> Stored data entries:
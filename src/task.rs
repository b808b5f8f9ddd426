//! Tasks that park on channel operations.
//!
//! Every thread that touches a channel lazily gets a [`Task`]. A task blocked in a channel
//! operation is *parked*: it has published wait records on one or more channels and sleeps until
//! another task completes one of them (or closes the channel) and makes it runnable again.
//!
//! Parking is two-phase. The task is first marked as parked, then a commit callback releases the
//! channel locks, and only then does the thread actually sleep. Whoever wakes the task needs one
//! of those locks, so a wakeup can never slip in before the task is marked as parked.

use std::fmt;
use std::sync::atomic::{AtomicBool, AtomicU8, Ordering};
use std::sync::Arc;
use std::time::Instant;

use crossbeam_utils::sync::{Parker, Unparker};
use crossbeam_utils::Backoff;
use parking_lot::Mutex;

/// The task is executing.
const RUNNING: u8 = 0;

/// The task is parked and waits for someone to make it runnable.
const PARKED: u8 = 1;

/// The task has been made runnable but hasn't resumed yet.
const RUNNABLE: u8 = 2;

/// What the waking task left for the woken one.
#[derive(Clone, Copy, Debug, PartialEq, Eq)]
pub(crate) enum Wake {
    /// A counterpart completed the operation of the wait record tagged with `case`.
    Completed {
        /// The case tag of the completed wait record.
        case: usize,

        /// When the operation was completed, if blocking time is being profiled.
        released: Option<Instant>,
    },

    /// A channel the task was waiting on has been closed.
    Closed,
}

struct Inner {
    /// One of `RUNNING`, `PARKED`, or `RUNNABLE`.
    status: AtomicU8,

    /// Set by the first counterpart that claims a select operation of this task.
    select_done: AtomicBool,

    /// The reason for the last wakeup.
    wake: Mutex<Option<Wake>>,

    /// Wakes up the thread running this task.
    unparker: Unparker,
}

/// A handle to a task that may park on channel operations.
///
/// Handles are cheap to clone and can be sent to other threads.
#[derive(Clone)]
pub struct Task {
    inner: Arc<Inner>,
}

struct Local {
    task: Task,
    parker: Parker,
}

impl Local {
    fn new() -> Local {
        let parker = Parker::new();
        let task = Task {
            inner: Arc::new(Inner {
                status: AtomicU8::new(RUNNING),
                select_done: AtomicBool::new(false),
                wake: Mutex::new(None),
                unparker: parker.unparker().clone(),
            }),
        };
        Local { task, parker }
    }
}

thread_local! {
    static LOCAL: Local = Local::new();
}

/// Returns the task running on the current thread.
pub fn current() -> Task {
    LOCAL.with(|local| local.task.clone())
}

/// Parks the current task.
///
/// The task is marked as parked before `commit` runs. If `commit` returns `false` the park is
/// abandoned and this function returns immediately. Otherwise the thread sleeps until another
/// task calls [`Task::make_runnable`].
pub(crate) fn park<F>(commit: F)
where
    F: FnOnce() -> bool,
{
    LOCAL.with(|local| {
        let inner = &local.task.inner;
        inner.status.store(PARKED, Ordering::SeqCst);

        if !commit() {
            inner.status.store(RUNNING, Ordering::SeqCst);
            return;
        }

        // Spin for a short time before putting the thread to sleep.
        let backoff = Backoff::new();
        while inner.status.load(Ordering::Acquire) == PARKED {
            if backoff.is_completed() {
                local.parker.park();
            } else {
                backoff.snooze();
            }
        }

        inner.status.store(RUNNING, Ordering::Release);
    })
}

/// Parks the current task forever.
///
/// This is what a select with no cases does.
pub fn block() -> ! {
    loop {
        park(|| true);
    }
}

impl Task {
    /// Returns `true` if the task is parked and nobody has made it runnable yet.
    pub fn is_parked(&self) -> bool {
        self.inner.status.load(Ordering::SeqCst) == PARKED
    }

    /// Stores the reason for waking up and makes the task runnable.
    pub(crate) fn make_runnable(&self, wake: Wake) {
        *self.inner.wake.lock() = Some(wake);
        self.inner.status.store(RUNNABLE, Ordering::Release);
        self.inner.unparker.unpark();
    }

    /// Takes the reason for the last wakeup.
    pub(crate) fn take_wake(&self) -> Option<Wake> {
        self.inner.wake.lock().take()
    }

    /// Attempts to claim the task's current select for a single operation.
    ///
    /// Only the first claim succeeds until [`Task::reset_select`] is called.
    pub(crate) fn try_claim_select(&self) -> bool {
        self.inner
            .select_done
            .compare_exchange(false, true, Ordering::AcqRel, Ordering::Acquire)
            .is_ok()
    }

    /// Makes the task's select claimable again.
    pub(crate) fn reset_select(&self) {
        self.inner.select_done.store(false, Ordering::Release);
    }

    /// Returns `true` if both handles refer to the same task.
    pub fn same_as(&self, other: &Task) -> bool {
        Arc::ptr_eq(&self.inner, &other.inner)
    }
}

impl fmt::Debug for Task {
    fn fmt(&self, f: &mut fmt::Formatter<'_>) -> fmt::Result {
        let status = match self.inner.status.load(Ordering::Relaxed) {
            RUNNING => "running",
            PARKED => "parked",
            _ => "runnable",
        };
        f.debug_struct("Task").field("status", &status).finish()
    }
}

> DESCRIPTION OF THE TASK: Out of the data above, set down the lines from the one with "and sleeps until" to the one with "hasn't resumed yet.", both included, exactly as written and with no additions.

> RESULT FOR THIS TASK:
//! operation is *parked*: it has published wait records on one or more channels and sleeps until
//! another task completes one of them (or closes the channel) and makes it runnable again.
//!
//! Parking is two-phase. The task is first marked as parked, then a commit callback releases the
//! channel locks, and only then does the thread actually sleep. Whoever wakes the task needs one
//! of those locks, so a wakeup can never slip in before the task is marked as parked.

use std::fmt;
use std::sync::atomic::{AtomicBool, AtomicU8, Ordering};
use std::sync::Arc;
use std::time::Instant;

use crossbeam_utils::sync::{Parker, Unparker};
use crossbeam_utils::Backoff;
use parking_lot::Mutex;

/// The task is executing.
const RUNNING: u8 = 0;

/// The task is parked and waits for someone to make it runnable.
const PARKED: u8 = 1;

/// The task has been made runnable but hasn't resumed yet.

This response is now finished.